::: Supplied information

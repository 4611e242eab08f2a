use serde::{Deserialize, Serialize};

use super::registry::RegistryError;

/// One selectable value of an enum field.
#[derive(Debug, Clone, PartialEq, Eq, Serialize, Deserialize)]
pub struct FormSelectValue {
    pub identifier: String,
    pub value: String,
}

impl FormSelectValue {
    pub fn new(identifier: impl Into<String>, value: impl Into<String>) -> Self {
        Self {
            identifier: identifier.into(),
            value: value.into(),
        }
    }
}

fn is_false(value: &bool) -> bool {
    !*value
}

/// Declarative description of one configuration field, consumed by the client to render forms.
#[derive(Debug, Clone, PartialEq, Serialize, Deserialize)]
#[serde(tag = "kind", rename_all = "lowercase")]
pub enum FormFieldDescriptor {
    String,
    Boolean,
    Integer {
        #[serde(default, skip_serializing_if = "Option::is_none")]
        min: Option<i64>,
        #[serde(default, skip_serializing_if = "Option::is_none")]
        max: Option<i64>,
    },
    #[serde(rename_all = "camelCase")]
    Float {
        #[serde(default, skip_serializing_if = "Option::is_none")]
        min: Option<f64>,
        #[serde(default, skip_serializing_if = "Option::is_none")]
        max: Option<f64>,
        #[serde(default, skip_serializing_if = "is_false")]
        percentage: bool,
        #[serde(default, skip_serializing_if = "Option::is_none")]
        percentage_toggle_field: Option<String>,
    },
    #[serde(rename_all = "camelCase")]
    Enum { enum_values: Vec<FormSelectValue> },
}

impl FormFieldDescriptor {
    pub fn kind(&self) -> &'static str {
        match self {
            FormFieldDescriptor::String => "string",
            FormFieldDescriptor::Boolean => "boolean",
            FormFieldDescriptor::Integer { .. } => "integer",
            FormFieldDescriptor::Float { .. } => "float",
            FormFieldDescriptor::Enum { .. } => "enum",
        }
    }
}

#[derive(Debug, Clone, PartialEq)]
enum DeclaredType {
    String,
    Boolean,
    Number,
    Enum(Vec<String>),
}

#[derive(Debug, Clone, Copy, PartialEq, Eq)]
enum NumberFormat {
    Unspecified,
    Integer,
    Float,
}

/// Field as declared by a criterion variant, before it is resolved into a descriptor.
#[derive(Debug, Clone, PartialEq)]
pub struct FieldDeclaration {
    name: &'static str,
    declared: DeclaredType,
    ignored: bool,
    format: NumberFormat,
    min: Option<f64>,
    max: Option<f64>,
    percentage: bool,
    toggled_by: Option<&'static str>,
}

impl FieldDeclaration {
    fn with_type(name: &'static str, declared: DeclaredType) -> Self {
        Self {
            name,
            declared,
            ignored: false,
            format: NumberFormat::Unspecified,
            min: None,
            max: None,
            percentage: false,
            toggled_by: None,
        }
    }

    pub fn string(name: &'static str) -> Self {
        Self::with_type(name, DeclaredType::String)
    }

    pub fn boolean(name: &'static str) -> Self {
        Self::with_type(name, DeclaredType::Boolean)
    }

    /// A numeric field. It needs at least one of `integer`, `float`, `percentage` or
    /// `possible_percentage` to resolve.
    pub fn number(name: &'static str) -> Self {
        Self::with_type(name, DeclaredType::Number)
    }

    pub fn enumeration<I, S>(name: &'static str, entries: I) -> Self
    where
        I: IntoIterator<Item = S>,
        S: Into<String>,
    {
        let entries = entries.into_iter().map(Into::into).collect();
        Self::with_type(name, DeclaredType::Enum(entries))
    }

    /// Keeps the field out of the form entirely.
    pub fn ignore(mut self) -> Self {
        self.ignored = true;
        self
    }

    pub fn integer(mut self) -> Self {
        self.format = NumberFormat::Integer;
        self
    }

    pub fn float(mut self) -> Self {
        self.format = NumberFormat::Float;
        self
    }

    pub fn min(mut self, min: f64) -> Self {
        self.min = Some(min);
        self
    }

    pub fn max(mut self, max: f64) -> Self {
        self.max = Some(max);
        self
    }

    /// The value is always a fraction, shown to the user as 0-100.
    pub fn percentage(mut self) -> Self {
        self.percentage = true;
        self
    }

    /// The value is a fraction whenever the boolean field `toggle` is set.
    pub fn possible_percentage(mut self, toggle: &'static str) -> Self {
        self.toggled_by = Some(toggle);
        self
    }

    pub fn name(&self) -> &'static str {
        self.name
    }

    pub fn is_ignored(&self) -> bool {
        self.ignored
    }

    pub(crate) fn is_boolean(&self) -> bool {
        self.declared == DeclaredType::Boolean
    }

    /// Turns the declaration into its descriptor. Ignored fields resolve to `None`.
    ///
    /// `siblings` are the other fields of the same variant; they are needed to check the toggle
    /// of a possible-percentage field.
    pub(crate) fn resolve(
        &self,
        siblings: &[FieldDeclaration],
    ) -> Result<Option<FormFieldDescriptor>, RegistryError> {
        if self.ignored {
            return Ok(None);
        }

        let descriptor = match &self.declared {
            DeclaredType::String => FormFieldDescriptor::String,
            DeclaredType::Boolean => FormFieldDescriptor::Boolean,
            DeclaredType::Enum(entries) => FormFieldDescriptor::Enum {
                enum_values: entries
                    .iter()
                    .map(|entry| FormSelectValue::new(entry.clone(), entry.clone()))
                    .collect(),
            },
            DeclaredType::Number => self.resolve_number(siblings)?,
        };

        Ok(Some(descriptor))
    }

    fn resolve_number(
        &self,
        siblings: &[FieldDeclaration],
    ) -> Result<FormFieldDescriptor, RegistryError> {
        if let (Some(min), Some(max)) = (self.min, self.max) {
            if min > max {
                return Err(RegistryError::InvalidBounds {
                    field: self.name,
                    min,
                    max,
                });
            }
        }

        if self.percentage && self.toggled_by.is_some() {
            return Err(RegistryError::ConflictingPercentage { field: self.name });
        }

        if self.format == NumberFormat::Integer {
            if self.percentage || self.toggled_by.is_some() {
                return Err(RegistryError::PercentageOnInteger { field: self.name });
            }
            return Ok(FormFieldDescriptor::Integer {
                min: self.min.map(|min| min.ceil() as i64),
                max: self.max.map(|max| max.floor() as i64),
            });
        }

        if self.percentage {
            return Ok(FormFieldDescriptor::Float {
                min: Some(0.0),
                max: Some(100.0),
                percentage: true,
                percentage_toggle_field: None,
            });
        }

        if let Some(toggle) = self.toggled_by {
            let sibling = siblings
                .iter()
                .find(|sibling| sibling.name == toggle && sibling.name != self.name);
            match sibling {
                Some(sibling) if sibling.is_boolean() && !sibling.ignored => {}
                Some(_) => {
                    return Err(RegistryError::ToggleNotBoolean {
                        field: self.name,
                        toggle,
                    })
                }
                None => {
                    return Err(RegistryError::MissingToggle {
                        field: self.name,
                        toggle,
                    })
                }
            }

            return Ok(FormFieldDescriptor::Float {
                min: self.min,
                max: self.max,
                percentage: false,
                percentage_toggle_field: Some(toggle.to_string()),
            });
        }

        match self.format {
            NumberFormat::Float => Ok(FormFieldDescriptor::Float {
                min: self.min,
                max: self.max,
                percentage: false,
                percentage_toggle_field: None,
            }),
            _ => Err(RegistryError::MissingNumberMetadata { field: self.name }),
        }
    }
}

#[cfg(test)]
mod tests {
    use super::*;
    use serde_json::json;

    #[test]
    fn descriptors_serialize_with_kind_tag() {
        let float = FormFieldDescriptor::Float {
            min: Some(0.0),
            max: None,
            percentage: false,
            percentage_toggle_field: Some("percentage".to_string()),
        };

        assert_eq!(
            serde_json::to_value(&float).expect("serializes"),
            json!({ "kind": "float", "min": 0.0, "percentageToggleField": "percentage" })
        );
        assert_eq!(
            serde_json::to_value(FormFieldDescriptor::Boolean).expect("serializes"),
            json!({ "kind": "boolean" })
        );
    }

    #[test]
    fn enum_fields_list_their_entries() {
        let field = FieldDeclaration::enumeration("chart", ["PieChart", "BarChart"]);
        let descriptor = field.resolve(&[]).expect("resolves").expect("not ignored");

        assert_eq!(
            serde_json::to_value(&descriptor).expect("serializes"),
            json!({
                "kind": "enum",
                "enumValues": [
                    { "identifier": "PieChart", "value": "PieChart" },
                    { "identifier": "BarChart", "value": "BarChart" }
                ]
            })
        );
    }

    #[test]
    fn percentage_forces_full_range() {
        let field = FieldDeclaration::number("share").min(10.0).percentage();
        let descriptor = field.resolve(&[]).expect("resolves");

        assert_eq!(
            descriptor,
            Some(FormFieldDescriptor::Float {
                min: Some(0.0),
                max: Some(100.0),
                percentage: true,
                percentage_toggle_field: None,
            })
        );
    }

    #[test]
    fn integer_bounds_are_kept() {
        let field = FieldDeclaration::number("count").integer().min(0.0).max(12.0);

        assert_eq!(
            field.resolve(&[]).expect("resolves"),
            Some(FormFieldDescriptor::Integer {
                min: Some(0),
                max: Some(12)
            })
        );
    }

    #[test]
    fn ignored_fields_resolve_to_nothing() {
        let field = FieldDeclaration::string("identifier").ignore();

        assert_eq!(field.resolve(&[]).expect("resolves"), None);
    }

    #[test]
    fn bare_numbers_are_rejected() {
        let field = FieldDeclaration::number("valueNeeded").min(0.0);

        assert!(matches!(
            field.resolve(&[]),
            Err(RegistryError::MissingNumberMetadata {
                field: "valueNeeded"
            })
        ));
    }

    #[test]
    fn possible_percentage_requires_boolean_toggle() {
        let value = FieldDeclaration::number("valueNeeded").possible_percentage("percentage");

        assert!(matches!(
            value.resolve(&[]),
            Err(RegistryError::MissingToggle { .. })
        ));
        assert!(matches!(
            value.resolve(&[FieldDeclaration::string("percentage")]),
            Err(RegistryError::ToggleNotBoolean { .. })
        ));
        assert!(value
            .resolve(&[FieldDeclaration::boolean("percentage")])
            .expect("resolves")
            .is_some());
    }
}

::::::

» Exercise goal: From the records above, copy each line in which the string "ToggleNotBoolean" occurs.

» Task answer:
                    return Err(RegistryError::ToggleNotBoolean {
            Err(RegistryError::ToggleNotBoolean { .. })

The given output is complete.